Деге не разговаривает. Он сидит возле решетчатой двери, у коридора. Там немного больше воздуха. Я совершенно растерян. Мы получили настолько противоречивые сведения о том, что нас ожидает, что я не знаю, чему радоваться, чему огорчаться, а отчего приходить в отчаяние. В камере свои ребята. Только один чужой — маленький корсиканец, родившийся на островах. Все молчат. Серьезность момента заставила людей онеметь. Дым от сигарет, будто туча, выходит из камеры, выедая глаза заключенным.
Никто, кроме Андрэ Байарда, не спит. Но Андрэ можно понять: ведь он уже однажды распрощался с жизнью. Все остальные видят рай. В моей голове с невероятной быстротой, прокручивался фильм моей жизни: детство, школа, первые уроки приличия и благородства; цветы на клумбах, весенние ручейки, вкус груш, персиков и слив из нашего сада, запах мимозы, что растет у порога нашего дома, наш дом.

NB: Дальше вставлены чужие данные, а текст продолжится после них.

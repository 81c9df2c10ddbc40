//! Declared parameter schemas for tools
//!
//! Schemas are rendered as MCP tool declarations with a JSON schema for the
//! input; [`crate::ToolArgs`] enforces the same declarations at call time.

use serde::Serialize;
use serde_json::{json, Map, Value};
use std::fmt;

use crate::tools::Tool;

/// Access tag of a tool
#[derive(Debug, Clone, Copy, PartialEq, Eq, Hash, Serialize)]
#[serde(rename_all = "lowercase")]
pub enum ToolTag {
    /// Public market data, no credentials needed
    Public,
    /// Account and trading, credentials required
    Auth,
}

impl ToolTag {
    pub fn as_str(&self) -> &'static str {
        match self {
            Self::Public => "public",
            Self::Auth => "auth",
        }
    }
}

impl fmt::Display for ToolTag {
    fn fmt(&self, f: &mut fmt::Formatter<'_>) -> fmt::Result {
        f.write_str(self.as_str())
    }
}

/// JSON type expected for a parameter
#[derive(Debug, Clone, Copy, PartialEq, Eq)]
pub enum ParamKind {
    String,
    Integer,
    Boolean,
    /// A decimal number carried as a JSON string, e.g. `"0.001"`
    Decimal,
}

impl ParamKind {
    /// JSON schema `type` keyword
    pub fn json_type(&self) -> &'static str {
        match self {
            Self::String | Self::Decimal => "string",
            Self::Integer => "integer",
            Self::Boolean => "boolean",
        }
    }

    /// Check the JSON shape of a value, without interpreting its content
    pub fn accepts(&self, value: &Value) -> bool {
        match self {
            Self::String | Self::Decimal => value.is_string(),
            Self::Integer => value.as_i64().is_some(),
            Self::Boolean => value.is_boolean(),
        }
    }
}

/// One declared tool parameter
#[derive(Debug, Clone, PartialEq)]
pub struct ParamSpec {
    pub name: &'static str,
    pub kind: ParamKind,
    pub description: &'static str,
    pub required: bool,
    pub default: Option<Value>,
    /// Allowed values for enum-like string parameters
    pub allowed: Option<&'static [&'static str]>,
}

impl ParamSpec {
    fn new(name: &'static str, kind: ParamKind, description: &'static str) -> Self {
        Self {
            name,
            kind,
            description,
            required: false,
            default: None,
            allowed: None,
        }
    }

    pub fn string(name: &'static str, description: &'static str) -> Self {
        Self::new(name, ParamKind::String, description)
    }

    pub fn integer(name: &'static str, description: &'static str) -> Self {
        Self::new(name, ParamKind::Integer, description)
    }

    pub fn boolean(name: &'static str, description: &'static str) -> Self {
        Self::new(name, ParamKind::Boolean, description)
    }

    pub fn decimal(name: &'static str, description: &'static str) -> Self {
        Self::new(name, ParamKind::Decimal, description)
    }

    /// Mark the parameter as required
    pub fn required(mut self) -> Self {
        self.required = true;
        self
    }

    /// Advertise a default value
    pub fn with_default(mut self, default: impl Into<Value>) -> Self {
        self.default = Some(default.into());
        self
    }

    /// Restrict to a fixed set of values
    pub fn one_of(mut self, allowed: &'static [&'static str]) -> Self {
        self.allowed = Some(allowed);
        self
    }

    fn to_json(&self) -> Value {
        let mut schema = Map::new();
        schema.insert("type".into(), self.kind.json_type().into());
        schema.insert("description".into(), self.description.into());
        if self.kind == ParamKind::Decimal {
            schema.insert("format".into(), "decimal".into());
        }
        if let Some(default) = &self.default {
            schema.insert("default".into(), default.clone());
        }
        if let Some(allowed) = self.allowed {
            schema.insert("enum".into(), json!(allowed));
        }
        Value::Object(schema)
    }
}

/// Declaration of one callable tool
#[derive(Debug, Clone, PartialEq)]
pub struct ToolSpec {
    pub tool: Tool,
    pub description: &'static str,
    pub params: Vec<ParamSpec>,
}

impl ToolSpec {
    pub fn new(tool: Tool, description: &'static str) -> Self {
        Self {
            tool,
            description,
            params: Vec::new(),
        }
    }

    /// Builder-style parameter declaration
    pub fn param(mut self, param: ParamSpec) -> Self {
        self.params.push(param);
        self
    }

    pub fn name(&self) -> &'static str {
        self.tool.name()
    }

    pub fn tag(&self) -> ToolTag {
        self.tool.tag()
    }

    /// Look up a declared parameter
    pub fn find_param(&self, name: &str) -> Option<&ParamSpec> {
        self.params.iter().find(|p| p.name == name)
    }

    /// Render as an MCP tool declaration with an `inputSchema`
    pub fn to_json(&self) -> Value {
        let properties: Map<String, Value> = self
            .params
            .iter()
            .map(|p| (p.name.to_string(), p.to_json()))
            .collect();
        let required: Vec<&str> = self
            .params
            .iter()
            .filter(|p| p.required)
            .map(|p| p.name)
            .collect();

        json!({
            "name": self.name(),
            "description": self.description,
            "inputSchema": {
                "type": "object",
                "properties": properties,
                "required": required,
                "additionalProperties": false,
            },
            "_meta": {"tags": [self.tag()]},
        })
    }
}
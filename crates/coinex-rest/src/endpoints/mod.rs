//! API endpoint implementations

pub mod account;
pub mod futures;
pub mod market;
pub mod trading;

pub use account::AccountEndpoints;
pub use futures::FuturesEndpoints;
pub use market::MarketEndpoints;
pub use trading::TradingEndpoints;

use coinex_types::MarketType;

/// Path for a market-scoped endpoint, e.g. `/v2/spot/ticker`
pub(crate) fn market_path(market_type: MarketType, endpoint: &str) -> String {
    format!("/v2/{}/{}", market_type.path_segment(), endpoint.trim_start_matches('/'))
}

#[cfg(test)]
mod tests {
    use super::*;

    #[test]
    fn test_market_path() {
        assert_eq!(market_path(MarketType::Spot, "ticker"), "/v2/spot/ticker");
        assert_eq!(market_path(MarketType::Futures, "/depth"), "/v2/futures/depth");
        assert_eq!(market_path(MarketType::Margin, "order"), "/v2/spot/order");
    }
}
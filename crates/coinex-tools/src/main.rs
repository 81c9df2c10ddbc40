//! Command-line host for the CoinEx tools
//!
//! `list`, `schema` and `call` print JSON on stdout; `serve` runs the MCP
//! server over stdio or HTTP. Logs always go to stderr.

use anyhow::{Context, Result};
use clap::{Parser, Subcommand, ValueEnum};
use coinex_rest::{ClientConfig, CoinExRestClient};
use coinex_tools::{CredentialScope, HttpConfig, McpServer, ToolContext, ToolMode, ToolRegistry};
use serde_json::Value;
use std::sync::Arc;
use tracing::{info, warn};
use tracing_subscriber::EnvFilter;

#[derive(Parser, Debug)]
#[command(name = "coinex-tools")]
#[command(about = "Call CoinEx market, account, and trading tools", long_about = None)]
struct Args {
    /// API access id (falls back to COINEX_ACCESS_ID)
    #[arg(long)]
    access_id: Option<String>,

    /// API secret key (falls back to COINEX_SECRET_KEY)
    #[arg(long)]
    secret_key: Option<String>,

    /// API host
    #[arg(long, env = "COINEX_BASE_URL", default_value = "https://api.coinex.com")]
    base_url: String,

    /// Request timeout in seconds
    #[arg(long, default_value = "30")]
    timeout: u64,

    /// Which tools to expose
    #[arg(long, value_enum, default_value_t = Expose::All)]
    expose: Expose,

    #[command(subcommand)]
    command: Command,
}

#[derive(Subcommand, Debug)]
enum Command {
    /// List exposed tools with their parameter schemas
    List,

    /// Show the schema of one tool
    Schema {
        /// Tool name, e.g. get_ticker
        tool: String,
    },

    /// Invoke a tool and print the response envelope
    Call {
        /// Tool name, e.g. get_ticker
        tool: String,

        /// Arguments as a JSON object
        #[arg(long, default_value = "{}")]
        args: String,
    },

    /// Run as an MCP server
    Serve {
        #[arg(long, value_enum, default_value_t = Transport::Stdio)]
        transport: Transport,

        /// Bind address (http only)
        #[arg(long, default_value = "127.0.0.1")]
        host: String,

        /// Port (http only)
        #[arg(long, default_value_t = 8000)]
        port: u16,

        /// Endpoint path (http only)
        #[arg(long, default_value = "/mcp")]
        path: String,

        /// Expose account and trading tools over http (also HTTP_AUTH_ENABLED)
        #[arg(long)]
        enable_http_auth: bool,

        /// Require this bearer token on http requests
        #[arg(long, env = "API_TOKEN", hide_env_values = true)]
        api_token: Option<String>,
    },
}

#[derive(ValueEnum, Clone, Copy, Debug, PartialEq, Eq)]
enum Transport {
    /// Newline-delimited JSON-RPC on stdin/stdout; credentials from flags or environment
    Stdio,
    /// JSON-RPC over HTTP POST; credentials from request headers only
    Http,
}

#[derive(ValueEnum, Clone, Copy, Debug)]
enum Expose {
    /// Public market data tools only
    Public,
    /// Public and account/trading tools
    All,
}

impl From<Expose> for ToolMode {
    fn from(expose: Expose) -> Self {
        match expose {
            Expose::Public => ToolMode::PublicOnly,
            Expose::All => ToolMode::All,
        }
    }
}

#[tokio::main]
async fn main() -> Result<()> {
    // Existing variables win over .env entries
    let dotenv = dotenvy::dotenv();

    tracing_subscriber::fmt()
        .with_env_filter(EnvFilter::try_from_default_env().unwrap_or_else(|_| EnvFilter::new("info")))
        .with_writer(std::io::stderr)
        .init();

    match dotenv {
        Ok(path) => info!(path = %path.display(), "Loaded environment from .env"),
        Err(_) => info!(".env not found, using process environment"),
    }

    let args = Args::parse();
    let registry = ToolRegistry::new(args.expose.into());

    match &args.command {
        Command::List => {
            let specs: Vec<Value> = registry.list().iter().map(|spec| spec.to_json()).collect();
            print_json(&Value::Array(specs))
        }
        Command::Schema { tool } => {
            let spec = registry
                .spec(tool)
                .with_context(|| format!("Unknown tool: {tool}"))?;
            print_json(&spec.to_json())
        }
        Command::Call { tool, args: raw } => {
            let tool_args: Value =
                serde_json::from_str(raw).context("--args must be a JSON object")?;
            let ctx = ToolContext::new(build_client(&args)?, environment_scope(&args));
            let envelope = registry.invoke(tool, tool_args, &ctx).await?;
            print_json(&envelope.into_value())
        }
        Command::Serve {
            transport: Transport::Stdio,
            ..
        } => {
            let ctx = ToolContext::new(build_client(&args)?, environment_scope(&args));
            McpServer::new(registry, ctx)
                .serve_stdio()
                .await
                .context("stdio transport failed")
        }
        Command::Serve {
            transport: Transport::Http,
            host,
            port,
            path,
            enable_http_auth,
            api_token,
        } => {
            info!("HTTP mode: environment credential fallback disabled");
            if args.access_id.is_some() || args.secret_key.is_some() {
                warn!("--access-id/--secret-key are ignored over http, send request headers instead");
            }

            let mode = if *enable_http_auth || env_flag("HTTP_AUTH_ENABLED") {
                args.expose.into()
            } else {
                info!("HTTP authentication disabled, exposing public tools only");
                ToolMode::PublicOnly
            };
            let scope = CredentialScope::Request {
                access_id: None,
                secret_key: None,
            };
            let server = McpServer::new(
                ToolRegistry::new(mode),
                ToolContext::new(build_client(&args)?, scope),
            );
            let config = HttpConfig {
                host: host.clone(),
                port: *port,
                path: path.clone(),
                api_token: api_token.clone(),
            };

            coinex_tools::server::serve_http(Arc::new(server), config)
                .await
                .context("http transport failed")
        }
    }
}

fn build_client(args: &Args) -> Result<CoinExRestClient> {
    let config = ClientConfig::new()
        .with_base_url(args.base_url.as_str())
        .with_timeout(args.timeout);
    CoinExRestClient::with_config(config).context("Failed to create CoinEx client")
}

/// Startup credentials from flags, falling back to the environment
fn environment_scope(args: &Args) -> CredentialScope {
    let scope = CredentialScope::environment(args.access_id.clone(), args.secret_key.clone());
    if matches!(scope, CredentialScope::Environment(None)) {
        warn!("CoinEx API credentials not found, account and trading tools will be unavailable");
    }
    scope
}

fn env_flag(name: &str) -> bool {
    std::env::var(name)
        .map(|v| matches!(v.trim().to_ascii_lowercase().as_str(), "1" | "true" | "yes" | "on"))
        .unwrap_or(false)
}

fn print_json(value: &Value) -> Result<()> {
    println!("{}", serde_json::to_string_pretty(value)?);
    Ok(())
}
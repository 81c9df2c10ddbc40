//! HTTP transport
//!
//! One network round trip per call. No retries, no backoff. The trait is the
//! seam that lets tests observe exactly which requests reach the network.

use async_trait::async_trait;
use coinex_types::SyntheticCode;
use reqwest::{Client, Method, StatusCode};
use std::fmt;
use std::time::Duration;
use tracing::debug;

use crate::error::{RestError, RestResult};

/// A fully prepared request: final URL, headers, and body
#[derive(Debug, Clone, PartialEq)]
pub struct HttpRequest {
    pub method: Method,
    /// Absolute URL including the query string
    pub url: String,
    pub headers: Vec<(&'static str, String)>,
    pub body: Option<String>,
}

impl HttpRequest {
    /// Look up a header value by case-insensitive name
    pub fn header(&self, name: &str) -> Option<&str> {
        self.headers
            .iter()
            .find(|(k, _)| k.eq_ignore_ascii_case(name))
            .map(|(_, v)| v.as_str())
    }
}

/// Status and body of a completed HTTP exchange
#[derive(Debug, Clone, PartialEq, Eq)]
pub struct RawResponse {
    pub status: u16,
    pub body: String,
}

impl RawResponse {
    /// Create a response from a status code and body text
    pub fn new(status: u16, body: impl Into<String>) -> Self {
        Self {
            status,
            body: body.into(),
        }
    }

    /// 2xx status
    pub fn is_success(&self) -> bool {
        (200..300).contains(&self.status)
    }

    /// Canonical reason phrase for the status, e.g. "Bad Gateway"
    pub fn status_text(&self) -> &'static str {
        StatusCode::from_u16(self.status)
            .ok()
            .and_then(|s| s.canonical_reason())
            .unwrap_or("Unknown Status")
    }
}

/// Network-level failure before any response was received
#[derive(Debug, Clone, PartialEq, Eq, thiserror::Error)]
pub enum TransportError {
    /// The request exceeded the configured timeout
    #[error("Request timeout")]
    Timeout,

    /// Connection or DNS failure
    #[error("Connection failed: {0}")]
    Connect(String),

    /// Any other failure while sending or reading the response
    #[error("Request failed: {0}")]
    Request(String),
}

impl TransportError {
    /// Code used for the envelope this failure turns into
    pub fn synthetic_code(&self) -> SyntheticCode {
        match self {
            Self::Timeout => SyntheticCode::Timeout,
            Self::Connect(_) | Self::Request(_) => SyntheticCode::Transport,
        }
    }
}

impl From<reqwest::Error> for TransportError {
    fn from(err: reqwest::Error) -> Self {
        if err.is_timeout() {
            Self::Timeout
        } else if err.is_connect() {
            Self::Connect(err.to_string())
        } else {
            Self::Request(err.to_string())
        }
    }
}

/// Issues one HTTP call per logical operation
#[async_trait]
pub trait Transport: Send + Sync + fmt::Debug {
    async fn dispatch(&self, request: HttpRequest) -> Result<RawResponse, TransportError>;
}

/// [`Transport`] backed by a pooled `reqwest` client
#[derive(Debug, Clone)]
pub struct ReqwestTransport {
    http_client: Client,
}

impl ReqwestTransport {
    /// Build a transport with the given timeout and user agent
    pub fn new(timeout: Duration, user_agent: &str) -> RestResult<Self> {
        let http_client = Client::builder()
            .timeout(timeout)
            .user_agent(user_agent)
            .build()
            .map_err(RestError::Client)?;

        Ok(Self { http_client })
    }
}

#[async_trait]
impl Transport for ReqwestTransport {
    async fn dispatch(&self, request: HttpRequest) -> Result<RawResponse, TransportError> {
        let mut builder = self.http_client.request(request.method, &request.url);

        for (name, value) in request.headers {
            builder = builder.header(name, value);
        }
        if let Some(body) = request.body {
            builder = builder.body(body);
        }

        let response = builder.send().await?;
        let status = response.status().as_u16();
        let body = response.text().await?;

        debug!(status, bytes = body.len(), "Received response");

        Ok(RawResponse { status, body })
    }
}

#[cfg(test)]
mod tests {
    use super::*;

    #[test]
    fn test_raw_response_status() {
        let ok = RawResponse::new(200, "{}");
        assert!(ok.is_success());
        assert_eq!(ok.status_text(), "OK");

        let bad = RawResponse::new(502, "<html>");
        assert!(!bad.is_success());
        assert_eq!(bad.status_text(), "Bad Gateway");

        assert_eq!(RawResponse::new(599, "").status_text(), "Unknown Status");
    }

    #[test]
    fn test_transport_error_codes() {
        assert_eq!(TransportError::Timeout.synthetic_code(), SyntheticCode::Timeout);
        assert_eq!(
            TransportError::Connect("refused".into()).synthetic_code(),
            SyntheticCode::Transport
        );
    }

    #[test]
    fn test_header_lookup() {
        let request = HttpRequest {
            method: Method::GET,
            url: "https://api.coinex.com/v2/spot/market".into(),
            headers: vec![("X-COINEX-KEY", "abc".into())],
            body: None,
        };
        assert_eq!(request.header("x-coinex-key"), Some("abc"));
        assert_eq!(request.header("X-COINEX-SIGN"), None);
    }

    #[tokio::test]
    async fn test_connection_refused_is_transport_error() {
        let transport = ReqwestTransport::new(Duration::from_secs(2), "test").unwrap();
        let request = HttpRequest {
            method: Method::GET,
            url: "http://127.0.0.1:9/v2/spot/market".into(),
            headers: Vec::new(),
            body: None,
        };

        let err = transport.dispatch(request).await.unwrap_err();
        assert_eq!(err.synthetic_code(), SyntheticCode::Transport);
    }
}
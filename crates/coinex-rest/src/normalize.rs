//! Response normalization
//!
//! Maps every transport outcome onto a [`ResponseEnvelope`]. The exchange's
//! own envelope is authoritative and passes through untouched; a synthetic
//! envelope is produced only when there is none to pass through.

use coinex_types::{ResponseEnvelope, SyntheticCode};
use tracing::warn;

use crate::transport::{RawResponse, TransportError};

/// Convert a transport outcome into an envelope
///
/// Never fails: network errors and unparseable bodies become envelopes with
/// a negative [`SyntheticCode`].
pub fn normalize(outcome: Result<RawResponse, TransportError>) -> ResponseEnvelope {
    match outcome {
        Ok(raw) => normalize_response(raw),
        Err(err) => {
            warn!(error = %err, "Transport failure");
            ResponseEnvelope::synthetic(err.synthetic_code(), err.to_string())
        }
    }
}

fn normalize_response(raw: RawResponse) -> ResponseEnvelope {
    // 4xx/5xx responses usually still carry a structured envelope
    match serde_json::from_str::<ResponseEnvelope>(&raw.body) {
        Ok(envelope) => envelope,
        Err(err) if raw.is_success() => {
            warn!(status = raw.status, error = %err, "Response body is not an envelope");
            ResponseEnvelope::synthetic(
                SyntheticCode::MalformedBody,
                format!("Malformed response body: {err}"),
            )
        }
        Err(_) => {
            warn!(status = raw.status, "HTTP error without envelope");
            ResponseEnvelope::synthetic(
                SyntheticCode::HttpStatus,
                format!("HTTP error {} {}", raw.status, raw.status_text()),
            )
        }
    }
}
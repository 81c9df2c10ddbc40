//! Error types for REST API operations
//!
//! Only caller misuse is represented here. Exchange error codes and
//! transport failures are returned as envelopes, never raised.

use coinex_auth::AuthError;
use coinex_types::ValidationError;

/// Errors that can occur during REST API operations
#[derive(Debug, thiserror::Error)]
pub enum RestError {
    /// Missing API credentials for private endpoint
    #[error("Configuration error: access_id and secret_key are required for account and trading endpoints")]
    AuthRequired,

    /// Credentials could not be built or used
    #[error("Configuration error: {0}")]
    Configuration(#[from] AuthError),

    /// Invalid request parameters
    #[error("Validation error: {0}")]
    Validation(#[from] ValidationError),

    /// Invalid client settings
    #[error("Invalid client configuration: {0}")]
    InvalidConfig(String),

    /// The underlying HTTP client could not be built
    #[error("Failed to build HTTP client: {0}")]
    Client(#[source] reqwest::Error),

    /// Request parameters could not be encoded
    #[error("Failed to encode request: {0}")]
    Encode(String),
}

impl RestError {
    /// Check if this error is a configuration problem (credentials or settings)
    pub fn is_configuration(&self) -> bool {
        matches!(
            self,
            Self::AuthRequired | Self::Configuration(_) | Self::InvalidConfig(_) | Self::Client(_)
        )
    }

    /// Check if this error is a rejected parameter value
    pub fn is_validation(&self) -> bool {
        matches!(self, Self::Validation(_))
    }
}

/// Result type for REST operations
pub type RestResult<T> = Result<T, RestError>;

Время от времени я слышу голос моей несчастной матери, которая так меня любила; мягкий и ласкающий голос отца; лай Клары, охотничьей собаки отца. Я вижу детей — участников моих детских забав. Волшебный фонарь, который загорелся в моем мозгу без моего желания, наполняет сладким чувством эту ночь ожидания перед прыжком в неизвестное.
Пришло время подвести итог. Итак: мне двадцать шесть лет, чувствую себя отлично, в животе у меня 5600 своих франков и 25000 франков Глиани. У моего друга Деге 10000 франков. Думаю, можно рассчитывать на 40000 франков. Если Глиани не в состоянии защитить свои деньги здесь, то на корабле или в Гвиане сделать это будет значительно сложнее. Он это знает, и потому не пришел за патроном. Поэтому можно принять в расчет и эти деньги. Разумеется, придется взять с собой и Глиани; деньги, в конце концов, принадлежат ему. 40000 франков — сумма немалая. Легко смогу подкупить соучастников — заключенных, вольнонаемных рабочих и надзирателей.